There is, of course, no easy answer. We live in an age in which pretty much every news organization — even the Associated Press on moral and cultural issues — is preaching to choirs of believers huddled in digital bunkers on the left and the right.

I recommend that people get on Twitter and follow about 10-20 journalists and public intellectuals who consistently tick off people on both sides of the political spectrum. The goal is follow their tweets and retweets and see who THEY are reading and what articles they have found helpful or horrible. You know, people like David French, Bari Weiss and Andrew Sullivan (and, I would hope, moi).

I also advise listeners to look for newsletters and websites, even if they lean left or right, that provide lots and lots of direct links to other sources of information. This list includes, of course, Axios.
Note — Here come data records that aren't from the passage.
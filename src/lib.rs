//! # docgraph
//!
//! Spatial graphs over scanned-document objects for structured labeling.
//!
//! A parser builds a tree of [`SpatialObject`]s (pages, text lines, blocks,
//! graphical elements) with bounding boxes and attributes. This library
//! turns that tree into a graph of spatial neighbors and a feature sequence
//! per node, the inputs of a CRF-style labeling model.
//!
//! ## Quick Start
//!
//! ```
//! use docgraph::{names, BoundingBox, DocGraph, Document, SpatialObject};
//!
//! fn main() -> docgraph::Result<()> {
//!     let mut doc = Document::new();
//!     doc.add_page(
//!         SpatialObject::new(names::PAGE)
//!             .with_child(SpatialObject::new(names::TEXT).with_bbox(BoundingBox::new(0.0, 0.0, 10.0, 10.0)))
//!             .with_child(SpatialObject::new(names::TEXT).with_bbox(BoundingBox::new(20.0, 0.0, 10.0, 10.0))),
//!     );
//!
//!     let result = DocGraph::new().build(&doc)?;
//!     assert_eq!(result.graph.edge_count(), 1);
//!     println!("{}", result.to_json(docgraph::JsonFormat::Compact)?);
//!     Ok(())
//! }
//! ```
//!
//! ## Features
//!
//! - **Neighbor edges**: horizontal and vertical visibility within a page
//! - **Cross-page edges**: overlapping objects of consecutive pages
//! - **Short-edge filter**: drop edges long relative to the page
//! - **Memoized features**: numerical and edit-distance features per node
//! - **Parallel processing**: Uses Rayon across documents

pub mod error;
pub mod features;
pub mod graph;
pub mod model;
pub mod render;

// Re-export commonly used types
pub use error::{Error, Result};
pub use features::{
    Feature, FeatureExtractor, FeatureKind, FeatureOptions, FeatureSequence, FeatureValue,
};
pub use graph::{DocumentGraph, Edge, EdgeKind, EdgeRecord, GraphBuilder, GraphOptions};
pub use model::{names, BoundingBox, Document, NodeRef, SpatialObject};
pub use render::{CoordsOptions, GraphExport, JsonFormat};

/// Build the graph of the text lines of a document.
///
/// # Example
///
/// ```
/// use docgraph::{build_graph, Document};
///
/// let doc = Document::new();
/// let graph = build_graph(&doc).unwrap();
/// assert_eq!(graph.node_count(), 0);
/// ```
pub fn build_graph(doc: &Document) -> Result<DocumentGraph<'_>> {
    GraphBuilder::default().build_document(doc, names::TEXT)
}

/// Build the graph of the objects named `node_name` with custom options.
pub fn build_graph_with_options<'a>(
    doc: &'a Document,
    node_name: &str,
    options: GraphOptions,
) -> Result<DocumentGraph<'a>> {
    GraphBuilder::new(options).build_document(doc, node_name)
}

/// Graph and features of the text lines of a document, as JSON.
pub fn to_json(doc: &Document, format: JsonFormat) -> Result<String> {
    DocGraph::new().build(doc)?.to_json(format)
}

/// Builder for graph construction and feature extraction.
///
/// # Example
///
/// ```
/// use docgraph::{DocGraph, Document};
///
/// let doc = Document::new();
/// let result = DocGraph::new()
///     .with_node_name("BLOCK")
///     .short_edges_only()
///     .with_threshold(0.8)
///     .with_allowed_attributes(["font-size", "text"])
///     .build(&doc)?;
/// assert_eq!(result.graph.node_count(), 0);
/// # Ok::<(), docgraph::Error>(())
/// ```
pub struct DocGraph {
    node_name: String,
    graph_options: GraphOptions,
    feature_options: FeatureOptions,
}

impl DocGraph {
    /// Create a new builder over `TEXT` nodes.
    pub fn new() -> Self {
        Self {
            node_name: names::TEXT.to_string(),
            graph_options: GraphOptions::default(),
            feature_options: FeatureOptions::default(),
        }
    }

    /// Set the object type used as graph nodes.
    pub fn with_node_name(mut self, name: impl Into<String>) -> Self {
        self.node_name = name.into();
        self
    }

    /// Keep only short edges.
    pub fn short_edges_only(mut self) -> Self {
        self.graph_options = self.graph_options.short_edges_only();
        self
    }

    /// Set the short-edge ratio.
    pub fn with_short_edge_ratio(mut self, ratio: f64) -> Self {
        self.graph_options = self.graph_options.with_short_edge_ratio(ratio);
        self
    }

    /// Set the page extent used by the short-edge filter.
    pub fn with_page_extent(mut self, extent: BoundingBox) -> Self {
        self.graph_options = self.graph_options.with_page_extent(extent);
        self
    }

    /// Disable parallel processing.
    pub fn sequential(mut self) -> Self {
        self.graph_options = self.graph_options.sequential();
        self
    }

    /// Enable or disable shrinking of polygon-derived boxes.
    pub fn with_polygon_shrink(mut self, shrink: bool) -> Self {
        self.graph_options = self.graph_options.with_polygon_shrink(shrink);
        self
    }

    /// Set the feature match threshold.
    pub fn with_threshold(mut self, threshold: f64) -> Self {
        self.feature_options = self.feature_options.with_threshold(threshold);
        self
    }

    /// Restrict features to the given attributes.
    pub fn with_allowed_attributes<I, S>(mut self, names: I) -> Self
    where
        I: IntoIterator<Item = S>,
        S: Into<String>,
    {
        self.feature_options = self.feature_options.with_allowed_attributes(names);
        self
    }

    /// Build the graph of one document.
    pub fn build<'a>(&self, doc: &'a Document) -> Result<DocGraphResult<'a>> {
        let graph = self.graph_builder().build_document(doc, &self.node_name)?;
        Ok(DocGraphResult {
            graph,
            extractor: self.extractor(),
        })
    }

    /// Build the graphs of several documents, in input order.
    pub fn build_all<'a>(&self, docs: &'a [Document]) -> Result<Vec<DocGraphResult<'a>>> {
        let graphs = self.graph_builder().build_documents(docs, &self.node_name)?;
        Ok(graphs
            .into_iter()
            .map(|graph| DocGraphResult {
                graph,
                extractor: self.extractor(),
            })
            .collect())
    }

    fn graph_builder(&self) -> GraphBuilder {
        GraphBuilder::new(self.graph_options.clone())
    }

    fn extractor(&self) -> FeatureExtractor {
        FeatureExtractor::new(self.feature_options.clone())
    }
}

impl Default for DocGraph {
    fn default() -> Self {
        Self::new()
    }
}

/// Result of building a document graph.
pub struct DocGraphResult<'a> {
    /// The graph, borrowed from the document
    pub graph: DocumentGraph<'a>,
    extractor: FeatureExtractor,
}

impl<'a> DocGraphResult<'a> {
    /// Feature sequences of the nodes, in node order.
    pub fn features(&self) -> Vec<&'a FeatureSequence> {
        self.extractor.extract_all(&self.graph.nodes)
    }

    /// Owned export of nodes, features and edges.
    pub fn export(&self) -> GraphExport {
        GraphExport::new(&self.graph, &self.extractor)
    }

    /// Convert to JSON.
    pub fn to_json(&self, format: JsonFormat) -> Result<String> {
        render::to_json(&self.export(), format)
    }

    /// Edge records with endpoint identities.
    pub fn records(&self) -> Vec<EdgeRecord> {
        self.graph.records()
    }

    /// Get the feature extractor.
    pub fn extractor(&self) -> &FeatureExtractor {
        &self.extractor
    }
}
This brings me to one of that websites quick-hit pieces with this headline: “Mapped: Power of Latino Protestants.”

One of the stories that everyone missed in 2016 — but we discussed it here at GetReligion (and CNN, for a fleeting moment, on election night) — was that Donald Trump never would have reached the White House without the support of a surprisingly high number of Latino voters in Florida. Many of them were in the Orlando suburbs, an area dotted with evangelical and Pentecostal megachurches popular. Here is the lede on this Axios piece (with its own must-see map):

The Latino exodus from Catholicism and toward more politically conservative evangelical faiths is one important reason for the rightward shift that could shape the future of the electorate.

Pause for a moment. Look at the phrase “politically conservative evangelical faiths.”

Now, name a moral or cultural issue on which the STATED doctrines of evangelicalism are more conservative than the PRINTED contents of the Catholic Catechism.